アングル(Angles)、サクシーデント(Succedent)、ケーデント(Cadent)
アングル、サクシーデント、ケーデントは古典占星術のハウスの力(アクシデンタル・ディグニティ/デビリティ)を考えるうえでとても基本的な枠組みです。歴史的背景
ヘレニズム期(紀元前後)
占星術のハウス概念はギリシャ語で「トポイ(場所)」と呼ばれました。
その中で、アセンダント(東の地平線)やMC(天頂)などを ケンドラ(Kendra, κντρον, 中心)=アングルとして特別に強調されます。
既に「強い/中くらい/弱い」という3分類が存在し、アングル=最強、ケーデント=最弱、とされました。
中世アラビア~ラテン期
アラビア語で「四隅」が強調され、ラテン語翻訳で「Angulus(角)」「Succedens(次に来るもの)」「Cadens(落ちていくもの)」の3区分が定着。
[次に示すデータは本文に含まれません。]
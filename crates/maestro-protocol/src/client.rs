use serde::{Deserialize, Serialize};

/// One attachment uploaded alongside a chat turn. `data` is base64.
#[derive(Debug, Clone, Serialize, Deserialize, PartialEq, Eq)]
pub struct Attachment {
    pub name: String,
    pub data: String,
}

/// Client → server commands, discriminated by `type`.
#[derive(Debug, Clone, Deserialize)]
#[serde(tag = "type", rename_all = "snake_case", rename_all_fields = "camelCase")]
pub enum ClientCommand {
    /// Start (or queue) a conversation turn.
    Chat {
        #[serde(default)]
        tab_id: Option<String>,
        #[serde(default)]
        session_id: Option<String>,
        text: String,
        #[serde(default)]
        attachments: Vec<Attachment>,
        /// Skill ids to activate for this turn.
        #[serde(default)]
        skills: Vec<String>,
        /// Tool-plugin config names to expose to the assistant.
        #[serde(default)]
        mcp_servers: Vec<String>,
        #[serde(default)]
        mode: Option<String>,
        #[serde(default)]
        agent_mode: Option<String>,
        #[serde(default)]
        model: Option<String>,
        #[serde(default)]
        max_turns: Option<u32>,
        #[serde(default)]
        workdir: Option<String>,
        #[serde(default, rename = "reply_to")]
        reply_to: Option<i64>,
        /// Internal retry of the previous turn: bumps retry_count instead
        /// of appending a duplicate user message.
        #[serde(default)]
        retry: bool,
        #[serde(default)]
        auto_skill: bool,
    },

    /// Cancel the active turn on a tab (or everything for the session).
    Stop {
        #[serde(default)]
        tab_id: Option<String>,
        #[serde(default)]
        session_id: Option<String>,
    },

    /// Attach this connection to a session's live stream, with catch-up.
    SubscribeSession {
        session_id: String,
        #[serde(default)]
        no_catch_up: bool,
    },

    /// Re-run the stored `last_user_msg` after an interruption.
    ResumeTask {
        session_id: String,
        #[serde(default)]
        tab_id: Option<String>,
    },

    AskUserResponse {
        request_id: String,
        answer: String,
    },

    AskUserCancel {
        request_id: String,
    },

    QueueRemove {
        queue_id: String,
    },

    QueueEdit {
        queue_id: String,
        text: String,
    },

    // --- session browser -------------------------------------------------
    ListSessions {
        #[serde(default)]
        limit: Option<usize>,
    },

    SessionHistory {
        session_id: String,
        #[serde(default)]
        limit: Option<usize>,
        #[serde(default)]
        before: Option<i64>,
    },

    DeleteSession {
        session_id: String,
    },

    // --- kanban board ----------------------------------------------------
    TaskCreate {
        title: String,
        #[serde(default)]
        description: String,
        #[serde(default)]
        workdir: Option<String>,
        #[serde(default)]
        model: Option<String>,
        #[serde(default)]
        mode: Option<String>,
        #[serde(default)]
        agent_mode: Option<String>,
        #[serde(default)]
        max_turns: Option<u32>,
        #[serde(default)]
        status: Option<String>,
        #[serde(default)]
        sort_order: Option<i64>,
        #[serde(default)]
        depends_on: Vec<String>,
        #[serde(default)]
        chain_id: Option<String>,
        #[serde(default)]
        source_session_id: Option<String>,
        #[serde(default)]
        attachments: Vec<Attachment>,
    },

    TaskUpdate {
        task_id: String,
        /// Partial patch; only present fields are applied.
        #[serde(default)]
        patch: serde_json::Value,
    },

    TaskDelete {
        task_id: String,
    },

    TaskList {},
}

/// Parse one inbound text frame. Unknown `type` values surface as an error
/// so the connection can answer with a structured complaint instead of
/// silently dropping the frame.
pub fn parse_command(text: &str) -> Result<ClientCommand, serde_json::Error> {
    serde_json::from_str(text)
}

#[cfg(test)]
mod tests {
    use super::*;

    #[test]
    fn chat_minimal() {
        let json = r#"{"type":"chat","text":"hello","model":"sonnet"}"#;
        let cmd = parse_command(json).unwrap();
        match cmd {
            ClientCommand::Chat {
                text,
                model,
                session_id,
                retry,
                ..
            } => {
                assert_eq!(text, "hello");
                assert_eq!(model.as_deref(), Some("sonnet"));
                assert!(session_id.is_none());
                assert!(!retry);
            }
            other => panic!("wrong variant: {other:?}"),
        }
    }

    #[test]
    fn chat_reply_to_stays_snake_case() {
        let json = r#"{"type":"chat","text":"x","reply_to":42}"#;
        match parse_command(json).unwrap() {
            ClientCommand::Chat { reply_to, .. } => assert_eq!(reply_to, Some(42)),
            other => panic!("wrong variant: {other:?}"),
        }
    }

    #[test]
    fn subscribe_session_camel_case() {
        let json = r#"{"type":"subscribe_session","sessionId":"s-1","noCatchUp":true}"#;
        match parse_command(json).unwrap() {
            ClientCommand::SubscribeSession {
                session_id,
                no_catch_up,
            } => {
                assert_eq!(session_id, "s-1");
                assert!(no_catch_up);
            }
            other => panic!("wrong variant: {other:?}"),
        }
    }

    #[test]
    fn unknown_type_is_an_error() {
        assert!(parse_command(r#"{"type":"self_destruct"}"#).is_err());
    }

    #[test]
    fn ask_user_response_fields() {
        let json = r#"{"type":"ask_user_response","requestId":"r1","answer":"A"}"#;
        match parse_command(json).unwrap() {
            ClientCommand::AskUserResponse { request_id, answer } => {
                assert_eq!(request_id, "r1");
                assert_eq!(answer, "A");
            }
            other => panic!("wrong variant: {other:?}"),
        }
    }
}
アブ・マシャー、アル・カビシ、アル・ビルーニらが詳細に説明し、惑星の力を評価する体系に取り入れました。
ルネサンス期(ウィリアム・リリーなど)
ウィリアム・リリー『クリスチャン・アストロロジー』(1647)では、ホラリーやネイタル解釈でハウスの強さを判定する重要要素として整理。
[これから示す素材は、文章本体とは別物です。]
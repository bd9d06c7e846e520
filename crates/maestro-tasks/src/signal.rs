use tracing::debug;

/// Best-effort graceful termination by pid. A missing process is the
/// expected case after a crash and is ignored.
pub fn terminate(pid: u32) {
    #[cfg(unix)]
    // Safety: plain kill(2); an unused pid returns ESRCH and nothing else
    // happens.
    unsafe {
        if libc::kill(pid as libc::pid_t, libc::SIGTERM) != 0 {
            debug!(pid, "terminate: no such process");
        }
    }
    #[cfg(not(unix))]
    {
        let _ = std::process::Command::new("taskkill")
            .args(["/PID", &pid.to_string()])
            .output();
    }
}
async fn drive_turn(
    orch: &Arc<Orchestrator>,
    session: &SessionRecord,
    req: &TurnRequest,
    system_prompt: String,
    proxy: &Arc<ClientProxy>,
    cancel: CancellationToken,
) -> DriveResult {
    let session_id = session.id.clone();
    let kanban = req.kanban_task.is_some();
    let workdir = req.workdir.clone().or_else(|| session.workdir.clone());

    let mut launches = orch.library.builtin_plugins();
    launches.extend(orch.library.plugin_launches(&req.plugins));
    for launch in launches.values_mut() {
        launch.env.insert(
            "MAESTRO_PLUGIN_TOKEN".to_string(),
            orch.plugin_secret.clone(),
        );
        launch.env.insert(
            "MAESTRO_PLUGIN_PORT".to_string(),
            orch.config.gateway.port.to_string(),
        );
        launch
            .env
            .insert("MAESTRO_SESSION_ID".to_string(), session_id.clone());
    }

    let mut resume_token = session.resume_token.clone();
    let mut prompt = req.text.clone();
    let mut attachments = req.attachments.clone();
    let mut continues = 0u32;
    let mut chunk_count = 0u32;
    let mut rate_limited = false;
    let mut final_subtype: Option<String> = None;
    let mut last_error: Option<String> = None;

    let status = 'turn: loop {
        let plugin_config = if launches.is_empty() {
            None
        } else {
            match orch.plugin_configs.acquire(&launches) {
                Ok(handle) => Some(handle),
                Err(e) => {
                    warn!(session_id, "plugin config unavailable: {e}");
                    None
                }
            }
        };

        let agent_req = AgentRequest {
            command: orch.config.assistant.command.clone(),
            prompt: prompt.clone(),
            system_prompt: Some(system_prompt.clone()),
            model: req
                .model
                .clone()
                .or_else(|| session.model.clone())
                .or_else(|| Some(orch.config.assistant.default_model.clone())),
            max_turns: req.max_turns,
            resume_token: resume_token.clone(),
            allowed_tools: orch.library.allowed_tools().to_vec(),
            plugin_config,
            workdir: workdir.clone(),
            attachments: std::mem::take(&mut attachments),
            env: vec![
                (
                    "MAESTRO_PLUGIN_TOKEN".to_string(),
                    orch.plugin_secret.clone(),
                ),
                (
                    "MAESTRO_PLUGIN_PORT".to_string(),
                    orch.config.gateway.port.to_string(),
                ),
            ],
            timeout: Duration::from_millis(orch.config.limits.max_subprocess_ms),
        };

        let mut rx = spawn_agent(agent_req, cancel.child_token());
        let mut result: Option<String> = None;

        while let Some(event) = rx.recv().await {
            match event {
                RunnerEvent::ChildPid(pid) => {
                    if let Some(ref task_id) = req.kanban_task {
                        if let Err(e) = orch.store.set_task_worker_pid(task_id, Some(pid)) {
                            warn!(task_id = %task_id, "worker pid write failed: {e}");
                        }
                    }
                }
                RunnerEvent::Event(AgentEvent::SessionAssigned { token }) => {
                    resume_token = Some(token.clone());
                    if let Err(e) = orch.store.set_resume_token(&session_id, &token) {
                        warn!(session_id, "resume token write failed: {e}");
                    }
                }
                RunnerEvent::Event(AgentEvent::TextDelta { text, .. }) => {
                    push_text(
                        orch,
                        proxy,
                        kanban,
                        &session_id,
                        &req.tab_id,
                        &text,
                        &mut chunk_count,
                    );
                }
                RunnerEvent::Event(AgentEvent::ThinkingDelta { text, .. }) => {
                    send(orch, proxy, kanban, &session_id, &ServerEvent::Thinking {
                        text,
                        tab_id: req.tab_id.clone(),
                    });
                }
                RunnerEvent::Event(AgentEvent::AssistantMessage { blocks }) => {
                    let joined = blocks
                        .iter()
                        .map(|b| b.text.as_str())
                        .collect::<Vec<_>>()
                        .join("\n\n");
                    if !joined.is_empty() {
                        let text = with_separator(orch, kanban, &session_id, joined);
                        push_text(
                            orch,
                            proxy,
                            kanban,
                            &session_id,
                            &req.tab_id,
                            &text,
                            &mut chunk_count,
                        );
                    }
                }
                RunnerEvent::Event(AgentEvent::ToolUse { name, input }) => {
                    let input_json = input.to_string();
                    send(orch, proxy, kanban, &session_id, &ServerEvent::Tool {
                        tool: name.clone(),
                        input: input_json.clone(),
                        tab_id: req.tab_id.clone(),
                    });
                    if !internal_tool(&name) {
                        if let Err(e) = orch
                            .store
                            .append_message(NewMessage::tool_call(&session_id, &name, &input_json))
                        {
                            warn!(session_id, "tool message write failed: {e}");
                        }
                    }
                }
                RunnerEvent::Event(AgentEvent::RateLimit { info }) => {
                    rate_limited = true;
                    send(orch, proxy, kanban, &session_id, &ServerEvent::RateLimit {
                        info,
                    });
                }
                RunnerEvent::Event(AgentEvent::TurnResult { subtype, .. }) => {
                    final_subtype = Some(subtype.clone());
                    result = Some(subtype);
                }
                RunnerEvent::Event(AgentEvent::MessageStart)
                | RunnerEvent::Event(AgentEvent::BlockStart { .. }) => {}
                RunnerEvent::Event(AgentEvent::Unknown { raw }) => {
                    debug!(len = raw.len(), "unhandled stream line");
                }
                RunnerEvent::Error { message } => {
                    warn!(session_id, "assistant error: {message}");
                    last_error = Some(message.clone());
                    send(orch, proxy, kanban, &session_id, &ServerEvent::Error {
                        error: message,
                        tab_id: req.tab_id.clone(),
                    });
                }
                RunnerEvent::Done {
                    resume_token: token,
                } => {
                    if let Some(token) = token {
                        if resume_token.as_deref() != Some(token.as_str()) {
                            if let Err(e) = orch.store.set_resume_token(&session_id, &token) {
                                warn!(session_id, "resume token write failed: {e}");
                            }
                        }
                        resume_token = Some(token);
                    }
                    break;
                }
            }
        }

        if cancel.is_cancelled() {
            break TurnStatus::Cancelled;
        }

        match result.as_deref() {
            Some("success") => break TurnStatus::Success,
            Some("error_max_budget_usd") => {
                push_text(
                    orch,
                    proxy,
                    kanban,
                    &session_id,
                    &req.tab_id,
                    "\n\n[Budget reached. Stopping here.]",
                    &mut chunk_count,
                );
                break TurnStatus::BudgetExceeded;
            }
            Some("error_max_turns") => {
                if continues >= MAX_AUTO_CONTINUES {
                    push_text(
                        orch,
                        proxy,
                        kanban,
                        &session_id,
                        &req.tab_id,
                        "\n\n[The assistant did not complete the request.]",
                        &mut chunk_count,
                    );
                    break TurnStatus::Incomplete;
                }
                continues += 1;
                push_text(
                    orch,
                    proxy,
                    kanban,
                    &session_id,
                    &req.tab_id,
                    &format!("\n\n[Auto-continuing {continues}/{MAX_AUTO_CONTINUES}]"),
                    &mut chunk_count,
                );
                prompt = CONTINUE_PROMPT.to_string();
                continue 'turn;
            }
            _ => {
                // Any other non-success (including a stream that died without
                // a result line) silently retries the same prompt.
                if continues >= MAX_AUTO_CONTINUES {
                    push_text(
                        orch,
                        proxy,
                        kanban,
                        &session_id,
                        &req.tab_id,
                        "\n\n[The assistant did not complete the request.]",
                        &mut chunk_count,
                    );
                    break TurnStatus::Incomplete;
                }
                continues += 1;
                debug!(session_id, continues, "silent auto-continue");
                continue 'turn;
            }
        }
    };

    let status = if status == TurnStatus::Incomplete && last_error.is_some() {
        TurnStatus::Failed
    } else {
        status
    };

    DriveResult {
        status,
        resume_token,
        rate_limited,
        final_subtype,
        error: last_error,
    }
}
「アングル=強い顕現、サクシーデント=中庸、ケーデント=弱い」を基本としました。
アングル (Angles)
位置:第1ハウス、第4ハウス、第7ハウス、第10ハウス。
象意:最も力強い。現実世界に顕現しやすい。
理由:地平線(ASC-DSC)と子午線(MC-IC)という「天空の大十字」に直結するため。
特徴:惑星がここにあれば「見える」「現れる」。
行動力、実効性、外界への影響。